Un inventaire de caribous sauvé par des cellulaires au Nunavut

Pris au dépourvu, avec un avion de recherche en panne, des biologistes se sont tournés vers leurs téléphones cellulaires pour réaliser un inventaire aérien précis de la harde de caribous de Beverly, dans la région de Kivalliq, au Nunavut.
Les scientifiques s’étaient rendus dans cette zone éloignée du Nunavut, en 2023, pour réaliser un inventaire de la harde.
Leur temps était compté, puisque les caribous ne se regroupent que quelques jours chaque année pour mettre bas.
Ils forment des troupeaux, que les scientifiques vont survoler en avion, pour les photographier et estimer leur nombre.
Après cette période, ils se dispersent à nouveau dans un immense territoire. Leur aire de répartition s’étend des zones forestières des Territoires du Nord-Ouest jusqu’aux côtes dénudées du passage du Nord-Ouest, au Nunavut.
Durant la période de mise bas, la fenêtre d’action est très courte. Ça peut être entre 5 et 10 jours. Si tu ne réussis pas à les avoir durant cette période, ils s’éloignent du territoire de mise bas et le recensement ne sera pas possible, explique le chercheur Mitch Campbell, biologiste du gouvernement du Nunavut.
Juste avant de commencer, les scientifiques ont eu la mauvaise surprise d’avoir un bris mécanique sur leur avion de recensement, équipé d’équipements photographiques.
On avait deux choix, soit de se regrouper et réessayer l’année prochaine, mais ces recensements coûtent très cher. Soit on trouvait une solution alternative, qui était dans ce cas, d’utiliser nos téléphones pour filmer des images, raconte le chercheur.
C’est précisément ce qu’ils ont fait. Avec du ruban adhésif et les moyens du bord, ils ont attaché quelques cellulaires aux fenêtres d’un second avion de brousse de type Twin Otter.
Après quelques jours de survol, sans savoir si leurs images allaient être utilisables, ils sont retournés à leur bureau pour faire le décompte.
Ils ont programmé un logiciel, qui a superposé des images satellitaires, aux vidéos prises sur leurs téléphones. La technique a permis de géolocaliser les troupeaux des caribous de manière précise, en comparant les deux images, avec comme point de référence, des lacs et des étangs.
La grande résolution des images et le réglage automatique de la mise au point auront donc permis de sauver le recensement.

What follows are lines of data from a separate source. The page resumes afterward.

//! Report submission with compensating delete.
//!
//! `create -> enqueue -> (on rejection) delete`. The three steps are not one
//! transaction: a crash after `create` and before `enqueue` returns leaves a
//! `Running` record that no worker will ever pick up.

use std::sync::Arc;

use tracing::{info, instrument, warn};

use storewatch_core::ReportId;

use crate::jobs::{DispatchOutcome, ReportQueue, ReportStore};

use super::error::ReportServiceError;

#[derive(Clone)]
pub struct SubmissionService {
    store: Arc<dyn ReportStore>,
    queue: Arc<dyn ReportQueue>,
}

impl SubmissionService {
    pub fn new(store: Arc<dyn ReportStore>, queue: Arc<dyn ReportQueue>) -> Self {
        Self { store, queue }
    }

    /// Create a `Running` job and dispatch it.
    ///
    /// On success the id is returned; the worker may not have started yet. If
    /// the queue rejects the job, the record is deleted before the queue's
    /// message is returned as [`ReportServiceError::Dispatch`].
    #[instrument(skip(self), err)]
    pub async fn submit(&self) -> Result<ReportId, ReportServiceError> {
        let job = self.store.create().await?;
        let id = job.report_id();

        match self.queue.enqueue(id).await {
            DispatchOutcome::Accepted => {
                info!(report_id = %id, "report dispatched");
                Ok(id)
            }
            DispatchOutcome::Rejected { reason } => {
                warn!(report_id = %id, %reason, "dispatch rejected; removing report");
                if let Err(e) = self.store.delete(id).await {
                    // The record is now an orphan; surface the dispatch failure anyway.
                    warn!(report_id = %id, error = %e, "compensating delete failed");
                }
                Err(ReportServiceError::Dispatch(reason))
            }
        }
    }
}
pub mod reports;
pub mod system;
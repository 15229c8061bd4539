//! Download task: one sequential state machine per source.
//!
//! A [`DownloadTask`] is a cheap handle to a spawned worker that owns the pending list.
//! Every mutation (enqueue, start, pause, the three cancellation granularities and the
//! reports coming back from a running pipeline) is a [`Command`] on one bounded queue,
//! so the list is never touched from two places at once.
//!
//! Split into focused submodules:
//! - [`worker`] - Command loop and the `advance` step
//! - [`cancellation`] - Pause and the single/series/global cancel paths
//! - [`context`] - State handed to a running pipeline
//! - [`manga`] - Page list, inline pages and batched page fetches
//! - [`video`] - Stream resolution, segment batches, merge and export
//! - [`finalization`] - Moving results into place, sidecars, cover and subtitle

mod cancellation;
mod context;
mod finalization;
mod manga;
mod video;
mod worker;


use std::sync::Arc;
use tokio::sync::{broadcast, mpsc, oneshot};

use crate::cache::DownloadCache;
use crate::config::Config;
use crate::error::{Error, Result};
use crate::media::{VideoExporter, exporter_from_config};
use crate::paths::DirectoryLayout;
use crate::source::hls::{HlsClient, M3u8HlsClient};
use crate::source::{NoOpStreamResolver, SourceRegistry, StreamResolver};
use crate::types::{ChapterId, Download, Page, SeriesId, TaskEvent};

use worker::Worker;

const COMMAND_QUEUE_CAPACITY: usize = 256;
const EVENT_CHANNEL_CAPACITY: usize = 1000;

/// Collaborators shared by every task of an application
pub struct TaskServices {
    pub(crate) config: Arc<Config>,
    pub(crate) layout: DirectoryLayout,
    pub(crate) cache: Arc<DownloadCache>,
    pub(crate) http: reqwest::Client,
    pub(crate) sources: Arc<dyn SourceRegistry>,
    pub(crate) streams: Arc<dyn StreamResolver>,
    pub(crate) hls: Arc<dyn HlsClient>,
    pub(crate) exporter: Arc<dyn VideoExporter>,
}

impl TaskServices {
    /// Build services from configuration.
    ///
    /// Creates the HTTP client, a fresh [`DownloadCache`] over the download root, the
    /// m3u8 playlist client and the exporter named by `config.tools`. Video downloads
    /// with non-http stream identifiers need [`TaskServices::with_stream_resolver`].
    pub fn new(config: Config, sources: Arc<dyn SourceRegistry>) -> Result<Self> {
        config.validate()?;

        let http = reqwest::Client::builder()
            .timeout(config.download.request_timeout)
            .user_agent(config.download.user_agent.clone())
            .build()
            .map_err(|e| Error::Config {
                message: format!("failed to build HTTP client: {e}"),
                key: Some("user_agent".to_string()),
            })?;
        let layout = DirectoryLayout::new(config.download_dir().clone());
        let cache = Arc::new(DownloadCache::new(layout.clone()));
        let hls = Arc::new(M3u8HlsClient::new(http.clone(), config.retry.clone()));
        let exporter = exporter_from_config(&config.tools);

        Ok(Self {
            config: Arc::new(config),
            layout,
            cache,
            http,
            sources,
            streams: Arc::new(NoOpStreamResolver),
            hls,
            exporter,
        })
    }

    /// Share an existing cache (tasks of different sources should use the same one)
    pub fn with_cache(mut self, cache: Arc<DownloadCache>) -> Self {
        self.cache = cache;
        self
    }

    /// Resolver for opaque episode identifiers
    pub fn with_stream_resolver(mut self, streams: Arc<dyn StreamResolver>) -> Self {
        self.streams = streams;
        self
    }

    /// Replace the playlist client
    pub fn with_hls_client(mut self, hls: Arc<dyn HlsClient>) -> Self {
        self.hls = hls;
        self
    }

    /// Replace the video exporter
    pub fn with_exporter(mut self, exporter: Arc<dyn VideoExporter>) -> Self {
        self.exporter = exporter;
        self
    }

    /// The download cache these services update
    pub fn cache(&self) -> &Arc<DownloadCache> {
        &self.cache
    }

    /// Directory layout of the download root
    pub fn layout(&self) -> &DirectoryLayout {
        &self.layout
    }

    /// Active configuration
    pub fn config(&self) -> &Config {
        &self.config
    }
}

/// Terminal report of one pipeline run
#[derive(Debug)]
pub(crate) enum PipelineOutcome {
    /// Finalized and registered with the cache
    Finished,
    /// Rolled back (total failure, setup failure or detected race)
    Failed,
    /// Stopped because the task was paused or the item cancelled; no side effects
    Aborted,
}

/// Everything the worker can be asked to do
pub(crate) enum Command {
    Enqueue(Vec<Download>),
    Start,
    Pause,
    Cancel(ChapterId),
    CancelSeries(SeriesId),
    CancelAll,
    Snapshot(oneshot::Sender<Vec<Download>>),
    IsRunning(oneshot::Sender<bool>),
    PageListFetched {
        generation: u64,
        pages: Arc<Vec<Page>>,
    },
    Progress {
        generation: u64,
        progress: usize,
        total: usize,
    },
    PipelineDone {
        generation: u64,
        outcome: PipelineOutcome,
    },
}

/// Handle to a download task
///
/// Cloning is cheap; all clones drive the same worker. The worker stops once every
/// handle is dropped and no pipeline is running.
///
/// # Examples
///
/// ```no_run
/// use std::collections::HashMap;
/// use std::sync::Arc;
/// use media_dl::config::Config;
/// use media_dl::source::Source;
/// use media_dl::task::{DownloadTask, TaskServices};
/// use media_dl::types::TaskEvent;
///
/// # async fn example(downloads: Vec<media_dl::types::Download>) -> media_dl::Result<()> {
/// let sources: HashMap<String, Arc<dyn Source>> = HashMap::new();
/// let services = Arc::new(TaskServices::new(Config::default(), Arc::new(sources))?);
///
/// let task = DownloadTask::spawn("my-source", services);
/// let mut events = task.subscribe();
/// task.enqueue(downloads).await;
/// task.start().await;
///
/// while let Ok(event) = events.recv().await {
///     if matches!(event, TaskEvent::TaskFinished { .. }) {
///         break;
///     }
/// }
/// # Ok(())
/// # }
/// ```
#[derive(Clone)]
pub struct DownloadTask {
    source_key: Arc<str>,
    commands: mpsc::Sender<Command>,
    event_tx: broadcast::Sender<TaskEvent>,
}

impl DownloadTask {
    /// Spawn the worker for `source_key` on the current tokio runtime.
    ///
    /// The task starts idle; call [`DownloadTask::start`] after enqueueing.
    pub fn spawn(source_key: impl Into<String>, services: Arc<TaskServices>) -> Self {
        let source_key: Arc<str> = Arc::from(source_key.into());
        let (commands, rx) = mpsc::channel(COMMAND_QUEUE_CAPACITY);
        let (event_tx, _) = broadcast::channel(EVENT_CHANNEL_CAPACITY);

        let worker = Worker::new(
            source_key.to_string(),
            services,
            commands.downgrade(),
            event_tx.clone(),
        );
        tokio::spawn(worker.run(rx));

        Self {
            source_key,
            commands,
            event_tx,
        }
    }

    /// Source (task group) key
    pub fn source_key(&self) -> &str {
        &self.source_key
    }

    /// Subscribe to lifecycle and progress events
    pub fn subscribe(&self) -> broadcast::Receiver<TaskEvent> {
        self.event_tx.subscribe()
    }

    /// Append downloads to the pending list. Ids already pending are skipped.
    pub async fn enqueue(&self, downloads: Vec<Download>) {
        self.send(Command::Enqueue(downloads)).await;
    }

    /// Start or resume draining the pending list
    pub async fn start(&self) {
        self.send(Command::Start).await;
    }

    /// Stop dispatching work and cooperatively stop the active download
    pub async fn pause(&self) {
        self.send(Command::Pause).await;
    }

    /// Cancel one chapter or episode
    pub async fn cancel(&self, id: &ChapterId) {
        self.send(Command::Cancel(id.clone())).await;
    }

    /// Cancel every pending item of a series
    pub async fn cancel_series(&self, series: &SeriesId) {
        self.send(Command::CancelSeries(series.clone())).await;
    }

    /// Cancel everything and clear the pending list
    pub async fn cancel_all(&self) {
        self.send(Command::CancelAll).await;
    }

    /// Snapshot of the pending list, active item first
    pub async fn downloads(&self) -> Vec<Download> {
        let (tx, rx) = oneshot::channel();
        self.send(Command::Snapshot(tx)).await;
        rx.await.unwrap_or_default()
    }

    /// Whether the task is currently draining its list
    pub async fn is_running(&self) -> bool {
        let (tx, rx) = oneshot::channel();
        self.send(Command::IsRunning(tx)).await;
        rx.await.unwrap_or(false)
    }

    async fn send(&self, command: Command) {
        if self.commands.send(command).await.is_err() {
            tracing::debug!(source = %self.source_key, "download task worker has stopped");
        }
    }
}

On a réussi grâce aux avancées incroyables dans les technologies vidéo des téléphones. Personne ne se doutait que ça allait fonctionner, mais on a réussi. Ce qui est phénoménal, se réjouit Mitch Campbell.
Ses équipes et lui ont été surpris de ce résultat, puisque l’utilisation de caméra vidéo standard n’avait pas été satisfaisante par le passé.
On avait des reflets, la mise au point n’était plus bonne et tu ne pouvais pas compter efficacement les animaux, ajoute-t-il.
Les téléphones ne remplaceront pas tout de suite les appareils professionnels, selon Mitch Campbell. Ils sont toutefois devenus une bonne solution de rechange lors des recensements animaliers, en cas de pépin technique.
Des résultats encourageants
Les résultats de ce recensement de 2023 ont été rendus publics dans les dernières semaines.
Le troupeau de caribous de Beverly serait en hausse marquée, avec un total de 153 000 individus en date de 2023.
C’est un signe encourageant pour les chercheurs. Le troupeau avait connu une baisse substantielle entre 2011 et 2018. Il était passé de 136 000 caribous à 103 000, en seulement sept ans.

Selon Mitch Campbell, cette baisse était due notamment au cycle de vie des caribous, qui varie naturellement en fonction de la disponibilité de la nourriture sur le territoire.
La chasse, l’activité minière et les changements climatiques pourraient aussi avoir un effet sur les hardes de caribous.
En 1994, le troupeau avait atteint un sommet de 276 000 individus, mais ce nombre a depuis chuté.